//! HTML parser for listing and detail pages
//!
//! This module turns page markup into:
//! - `RawRecord`s, one per item container on a listing page
//! - a "has more pages" signal from the pagination control
//! - `DetailFields` from an item's own page
//!
//! Nothing here judges field contents; a missing element becomes `None` and
//! the validator decides what that means.

use crate::config::SelectorConfig;
use crate::record::RawRecord;
use scraper::{ElementRef, Html, Selector};
use thiserror::Error;

/// Errors that make a whole page unusable
#[derive(Debug, Clone, PartialEq, Eq, Error)]
pub enum ParseError {
    #[error("body is not HTML")]
    NotHtml,

    #[error("invalid selector '{0}'")]
    InvalidSelector(String),
}

/// Compiled selectors for listing pages
#[derive(Debug, Clone)]
pub struct ListingSelectors {
    item: Selector,
    title: Selector,
    title_attribute: Option<String>,
    price: Selector,
    availability: Selector,
    rating: Selector,
    rating_class: String,
    rating_marker: Option<Selector>,
    link: Selector,
    next: Selector,
}

impl ListingSelectors {
    /// Compiles every listing selector, failing on the first bad one
    pub fn from_config(config: &SelectorConfig) -> Result<Self, ParseError> {
        Ok(Self {
            item: compile(&config.item)?,
            title: compile(&config.title)?,
            title_attribute: config.title_attribute.clone(),
            price: compile(&config.price)?,
            availability: compile(&config.availability)?,
            rating: compile(&format!(".{}", config.rating_class))?,
            rating_class: config.rating_class.clone(),
            rating_marker: config.rating_marker.as_deref().map(compile).transpose()?,
            link: compile(&config.link)?,
            next: compile(&config.next)?,
        })
    }
}

/// Compiled selectors for item detail pages
#[derive(Debug, Clone)]
pub struct DetailSelectors {
    title: Selector,
    availability: Selector,
}

impl DetailSelectors {
    pub fn from_config(config: &SelectorConfig) -> Result<Self, ParseError> {
        Ok(Self {
            title: compile(&config.detail_title)?,
            availability: compile(&config.detail_availability)?,
        })
    }
}

fn compile(selector: &str) -> Result<Selector, ParseError> {
    Selector::parse(selector).map_err(|_| ParseError::InvalidSelector(selector.to_string()))
}

/// Items and pagination signal extracted from one listing page
#[derive(Debug, Clone, Default, PartialEq, Eq)]
pub struct ParsedListing {
    /// Item records in document order
    pub records: Vec<RawRecord>,

    /// True when the page carries a "next" pagination control
    pub has_more_pages: bool,
}

/// Fields found on an item's own page
#[derive(Debug, Clone, Default, PartialEq, Eq)]
pub struct DetailFields {
    pub title: Option<String>,
    pub availability_text: Option<String>,
}

/// Parses a listing page into raw records and a pagination signal
///
/// An empty body yields no records and no next page. A non-empty body with no
/// markup at all is `ParseError::NotHtml`.
///
/// # Example
///
/// ```
/// use catalog_harvest::config::SelectorConfig;
/// use catalog_harvest::crawler::{parse_listing, ListingSelectors};
///
/// let selectors = ListingSelectors::from_config(&SelectorConfig::default()).unwrap();
/// let html = r#"<article class="product_pod">
///     <h3><a href="a_1/index.html" title="A">A</a></h3>
///     <p class="price_color">£1.00</p>
/// </article>"#;
/// let parsed = parse_listing(html, &selectors).unwrap();
/// assert_eq!(parsed.records.len(), 1);
/// assert!(!parsed.has_more_pages);
/// ```
pub fn parse_listing(html: &str, selectors: &ListingSelectors) -> Result<ParsedListing, ParseError> {
    if html.trim().is_empty() {
        return Ok(ParsedListing::default());
    }

    ensure_markup(html)?;

    let document = Html::parse_document(html);

    let records = document
        .select(&selectors.item)
        .map(|item| extract_item(&item, selectors))
        .collect();

    let has_more_pages = document.select(&selectors.next).next().is_some();

    Ok(ParsedListing {
        records,
        has_more_pages,
    })
}

/// Parses an item's detail page
pub fn parse_detail(html: &str, selectors: &DetailSelectors) -> Result<DetailFields, ParseError> {
    if html.trim().is_empty() {
        return Ok(DetailFields::default());
    }

    ensure_markup(html)?;

    let document = Html::parse_document(html);
    let root = document.root_element();

    Ok(DetailFields {
        title: first_text(&root, &selectors.title),
        availability_text: first_text(&root, &selectors.availability),
    })
}

fn ensure_markup(body: &str) -> Result<(), ParseError> {
    if body.contains('<') {
        Ok(())
    } else {
        Err(ParseError::NotHtml)
    }
}

/// Extracts one item container; absent elements stay `None`
fn extract_item(item: &ElementRef, selectors: &ListingSelectors) -> RawRecord {
    let title = item.select(&selectors.title).next().map(|element| {
        selectors
            .title_attribute
            .as_deref()
            .and_then(|attr| element.value().attr(attr))
            .map(String::from)
            .unwrap_or_else(|| element.text().collect())
    });

    let detail_url = item
        .select(&selectors.link)
        .next()
        .and_then(|element| element.value().attr("href"))
        .map(String::from);

    RawRecord {
        title,
        price_text: first_text(item, &selectors.price),
        availability_text: first_text(item, &selectors.availability),
        rating_text: extract_rating(item, selectors),
        detail_url,
    }
}

/// Reads the rating indicator
///
/// With a marker selector the indicator is the number of markers; otherwise
/// it is the rating element's remaining classes (`star-rating Three` → `Three`).
fn extract_rating(item: &ElementRef, selectors: &ListingSelectors) -> Option<String> {
    let element = item.select(&selectors.rating).next()?;

    if let Some(marker) = &selectors.rating_marker {
        return Some(element.select(marker).count().to_string());
    }

    let classes: Vec<&str> = element
        .value()
        .classes()
        .filter(|class| *class != selectors.rating_class)
        .collect();

    Some(classes.join(" "))
}

fn first_text(scope: &ElementRef, selector: &Selector) -> Option<String> {
    scope
        .select(selector)
        .next()
        .map(|element| element.text().collect::<String>())
}

#[cfg(test)]
mod tests {
    use super::*;

    fn default_selectors() -> ListingSelectors {
        ListingSelectors::from_config(&SelectorConfig::default()).unwrap()
    }

    fn listing_item(title: &str, price: &str, rating: &str, stock: &str) -> String {
        format!(
            r#"<article class="product_pod">
                <div class="image_container"><a href="{slug}/index.html"><img src="x.jpg" alt="{title}"></a></div>
                <p class="star-rating {rating}"><i class="icon-star"></i></p>
                <h3><a href="{slug}/index.html" title="{title}">{short}</a></h3>
                <div class="product_price">
                    <p class="price_color">{price}</p>
                    <p class="instock availability"><i class="icon-ok"></i>
                        {stock}
                    </p>
                </div>
            </article>"#,
            slug = title.to_lowercase().replace(' ', "-"),
            title = title,
            short = &title[..title.len().min(8)],
            rating = rating,
            price = price,
            stock = stock,
        )
    }

    fn listing_page(items: &[String], next: bool) -> String {
        let pager = if next {
            r#"<ul class="pager"><li class="current">Page 1 of 3</li><li class="next"><a href="page-2.html">next</a></li></ul>"#
        } else {
            r#"<ul class="pager"><li class="previous"><a href="page-1.html">previous</a></li></ul>"#
        };
        format!(
            "<html><body><ol class=\"row\">{}</ol>{}</body></html>",
            items.join("\n"),
            pager
        )
    }

    #[test]
    fn test_extracts_all_fields() {
        let html = listing_page(
            &[listing_item("A Light in the Attic", "£51.77", "Three", "In stock")],
            true,
        );
        let parsed = parse_listing(&html, &default_selectors()).unwrap();

        assert_eq!(parsed.records.len(), 1);
        let record = &parsed.records[0];
        assert_eq!(record.title.as_deref(), Some("A Light in the Attic"));
        assert_eq!(record.price_text.as_deref(), Some("£51.77"));
        assert_eq!(
            record.availability_text.as_deref().map(str::trim),
            Some("In stock")
        );
        assert_eq!(record.rating_text.as_deref(), Some("Three"));
        assert_eq!(
            record.detail_url.as_deref(),
            Some("a-light-in-the-attic/index.html")
        );
        assert!(parsed.has_more_pages);
    }

    #[test]
    fn test_items_in_document_order() {
        let html = listing_page(
            &[
                listing_item("First Book", "£1.00", "One", "In stock"),
                listing_item("Second Book", "£2.00", "Two", "In stock"),
                listing_item("Third Book", "£3.00", "Five", "In stock"),
            ],
            false,
        );
        let parsed = parse_listing(&html, &default_selectors()).unwrap();

        let titles: Vec<_> = parsed
            .records
            .iter()
            .map(|r| r.title.clone().unwrap())
            .collect();
        assert_eq!(titles, vec!["First Book", "Second Book", "Third Book"]);
        assert!(!parsed.has_more_pages);
    }

    #[test]
    fn test_title_falls_back_to_text() {
        let html = r#"<article class="product_pod"><h3><a href="x.html">  Short title </a></h3></article>"#;
        let parsed = parse_listing(html, &default_selectors()).unwrap();
        assert_eq!(parsed.records[0].title.as_deref(), Some("  Short title "));
    }

    #[test]
    fn test_missing_fields_are_none() {
        let html = r#"<html><body><article class="product_pod"><h3>No link here</h3></article></body></html>"#;
        let parsed = parse_listing(html, &default_selectors()).unwrap();

        assert_eq!(parsed.records.len(), 1);
        let record = &parsed.records[0];
        assert_eq!(record.title, None);
        assert_eq!(record.price_text, None);
        assert_eq!(record.availability_text, None);
        assert_eq!(record.rating_text, None);
        assert_eq!(record.detail_url, None);
    }

    #[test]
    fn test_no_items_is_empty_not_error() {
        let html = "<html><body><p>Nothing for sale today.</p></body></html>";
        let parsed = parse_listing(html, &default_selectors()).unwrap();
        assert!(parsed.records.is_empty());
        assert!(!parsed.has_more_pages);
    }

    #[test]
    fn test_empty_body_is_empty_not_error() {
        let parsed = parse_listing("  \n ", &default_selectors()).unwrap();
        assert_eq!(parsed, ParsedListing::default());
    }

    #[test]
    fn test_non_html_body_is_error() {
        let result = parse_listing(r#"{"items": []}"#, &default_selectors());
        assert_eq!(result, Err(ParseError::NotHtml));
    }

    #[test]
    fn test_rating_marker_count() {
        let config = SelectorConfig {
            rating_class: "stars".to_string(),
            rating_marker: Some("i.filled".to_string()),
            ..SelectorConfig::default()
        };
        let selectors = ListingSelectors::from_config(&config).unwrap();
        let html = r#"<article class="product_pod">
            <div class="stars"><i class="filled"></i><i class="filled"></i><i class="empty"></i></div>
        </article>"#;

        let parsed = parse_listing(html, &selectors).unwrap();
        assert_eq!(parsed.records[0].rating_text.as_deref(), Some("2"));
    }

    #[test]
    fn test_invalid_selector() {
        let config = SelectorConfig {
            next: "li.next[".to_string(),
            ..SelectorConfig::default()
        };
        assert!(matches!(
            ListingSelectors::from_config(&config),
            Err(ParseError::InvalidSelector(_))
        ));
    }

    #[test]
    fn test_parse_detail() {
        let html = r#"<html><body><div class="product_main">
            <h1>A Light in the Attic: The Complete Edition</h1>
            <p class="price_color">£51.77</p>
            <p class="instock availability">
                <i class="icon-ok"></i>
                In stock (22 available)
            </p>
        </div></body></html>"#;
        let selectors = DetailSelectors::from_config(&SelectorConfig::default()).unwrap();
        let detail = parse_detail(html, &selectors).unwrap();

        assert_eq!(
            detail.title.as_deref(),
            Some("A Light in the Attic: The Complete Edition")
        );
        assert_eq!(
            detail.availability_text.as_deref().map(str::trim),
            Some("In stock (22 available)")
        );
    }

    #[test]
    fn test_parse_detail_missing_fields() {
        let selectors = DetailSelectors::from_config(&SelectorConfig::default()).unwrap();
        let detail = parse_detail("<html><body></body></html>", &selectors).unwrap();
        assert_eq!(detail, DetailFields::default());
    }
}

● **Problem to solve**
Set down exactly the lines from the opening line of the material through the line in which "Nothing here judges" occurs, both included, and no other lines.

● **Response to this task**
//! HTML parser for listing and detail pages
//!
//! This module turns page markup into:
//! - `RawRecord`s, one per item container on a listing page
//! - a "has more pages" signal from the pagination control
//! - `DetailFields` from an item's own page
//!
//! Nothing here judges field contents; a missing element becomes `None` and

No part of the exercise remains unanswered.